Das Buch „Wohnkomplex. Warum wir andere Häuser brauchen“ (ISBN 978-3-446-24352-1) ist 2014 bei Hanser Literaturverlage erschienen und kostet 21,90 Euro. Eine Leseprobe gibt es hier.

Nicht verpassen: die Architektouren 2015

Bestens vorbereitet für die Architektouren 2015: Dank Zeitungsartikel und Projektübersicht habe ich schon ausgesucht, was ich besichtigen werde. Foto: Karin Polz

Bestens vorbereitet für die Architektouren 2015: Dank Zeitungsartikel und Projekt-Booklet habe ich schon ausgesucht, was ich besichtigen werde. Foto: Karin Polz

Einer meiner Lieblingstermine im Jahresverlauf steht wieder an: die Architektouren. Nicht nur, dass ich bei der Veranstaltung schon viele schöne Gebäude bewundert habe, ich war sogar 2010 mit meinem Haus selbst dabei und bin immer noch stolz, dass so viele Menschen mein Haus anschauen wollten. Klar, nervös war ich damals schon auch. Aber alle Besucher haben sich mustergültig verhalten, und ich habe nette und interessante Gespräche geführt.

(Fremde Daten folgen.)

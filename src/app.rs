// src/app.rs
use eframe::egui;
use std::path::Path;
use tracing::error;

use crate::data::DATA_PATH;
use crate::state::scene::ActiveScene;
use crate::state::AppState;
use crate::ui;

/// The session outcome: either a loaded dataset or the load error that
/// ended it. A failed load renders no scene and runs no aggregation, and
/// there are no retries; the user has to restart with the file in place.
enum Session {
    Ready(AppState),
    Failed(String),
}

pub struct StoryApp {
    session: Session,
}

impl StoryApp {
    pub fn new() -> Self {
        let session = match AppState::load(Path::new(DATA_PATH)) {
            Ok(state) => Session::Ready(state),
            Err(err) => {
                let message = format!("{err:#}");
                error!(error = %message, "dataset load failed");
                Session::Failed(message)
            }
        };
        Self { session }
    }

    fn show_controls(&mut self, ui: &mut egui::Ui) {
        let Session::Ready(state) = &mut self.session else {
            return;
        };
        let AppState {
            controller,
            summary,
            ..
        } = state;

        ui.horizontal(|ui| {
            if ui
                .add_enabled(
                    controller.can_go_previous(),
                    egui::Button::new("◀ Previous"),
                )
                .clicked()
            {
                controller.previous(summary);
            }

            ui.label(controller.indicator());

            if ui
                .add_enabled(controller.can_go_next(), egui::Button::new("Next ▶"))
                .clicked()
            {
                controller.next(summary);
            }
        });
    }
}

impl eframe::App for StoryApp {
    fn update(&mut self, ctx: &egui::Context, _frame: &mut eframe::Frame) {
        egui::TopBottomPanel::top("controls_panel").show(ctx, |ui| {
            ui.add_space(4.0);
            self.show_controls(ui);
            ui.add_space(4.0);
        });

        if let Session::Ready(state) = &self.session {
            if state.skipped_rows > 0 {
                egui::TopBottomPanel::bottom("status_panel").show(ctx, |ui| {
                    ui.label(format!(
                        "{} malformed rows skipped during load",
                        state.skipped_rows
                    ));
                });
            }
        }

        egui::CentralPanel::default().show(ctx, |ui| match &mut self.session {
            Session::Failed(message) => {
                ui.heading("Error");
                ui.colored_label(
                    egui::Color32::RED,
                    format!("Could not load data: {message}"),
                );
            }
            Session::Ready(state) => {
                let AppState {
                    controller,
                    summary,
                    records,
                    ..
                } = state;
                match &mut controller.active {
                    ActiveScene::StateBreakdown(scene) => {
                        ui::state_breakdown::show_state_breakdown(ui, scene, summary)
                    }
                    ActiveScene::CategoryTotals => {
                        ui::category_totals::show_category_totals(ui, summary)
                    }
                    ActiveScene::DiscountScatter => {
                        ui::discount_scatter::show_discount_scatter(ui, records)
                    }
                }
            }
        });
    }
}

284 Projekte sind heuer, im Jahr 2015, beim 20. Jubiläum der Veranstaltung dabei, und ich verrate euch mal, was ich mir anschauen werde.

Wenn ich mich früh genug aufraffen kann, schaue ich mir am Samstag, 27. Juni 2015, zwischen 11 und 13 Uhr in Hauzenberg im Landkreis Passau ein Bauernhaus an, das „einfach weitergebaut“ wurde. Verantwortlich sind Hiendl Schineis Architekten.

Danach wird es wohl zum denkmalgeschützten Stadthaus in Passau in der Großen Messergasse gehen, das Architekt Klaus Meyer saniert hat. Von 14 bis 16 Uhr ist es am Samstag, 27. Juni 2015, und am Sonntag, 28. Juni 2015, zu besichtigen.

Genau dieselben Besuchszeiten sind auch für „das kleine Haus“ in der Dr.-Fritz-Ebbert-Straße in Passau vom Architekturbüro Schildhammer und das Haus K in der Gartenstraße in Passau von Schmid Architekten vorgesehen. Sehen will ich beide, mal schauen, was ich am Samstag schaffe und was am Sonntag.

Nicht anschauen werde ich mir übrigens das Büro von Heininger Ingenieure in der Schrottgasse in Passau – das habe ich nämlich schon gesehen und mich mit Innenarchitektin Stephanie Ach darüber unterhalten. Ich kann nur raten, den Besuchstermin am Samstag von 11 bis 12.30 Uhr wahrzunehmen. Wer es verpasst: Ich schreib vielleicht hier was drüber!

Einen netten Sonntagstermin kann ich mir noch um 11 oder 13 Uhr bei der Besichtigung der profanierten Heiliggeist-Kirche in Passau vorstellen. Verantwortlich ist das Architekturbüro Paukner, dessen Architektouren-Projekte ich mir auch schon in den vergangenen Jahren gerne angesehen habe.

Und dann ist ja am Sonntag auch noch Tag der offenen Gartentür, ebenfalls mit einem sehr ausführlichen Programm. Ich bin mir sicher: Das wird ein spannendes Wochenende!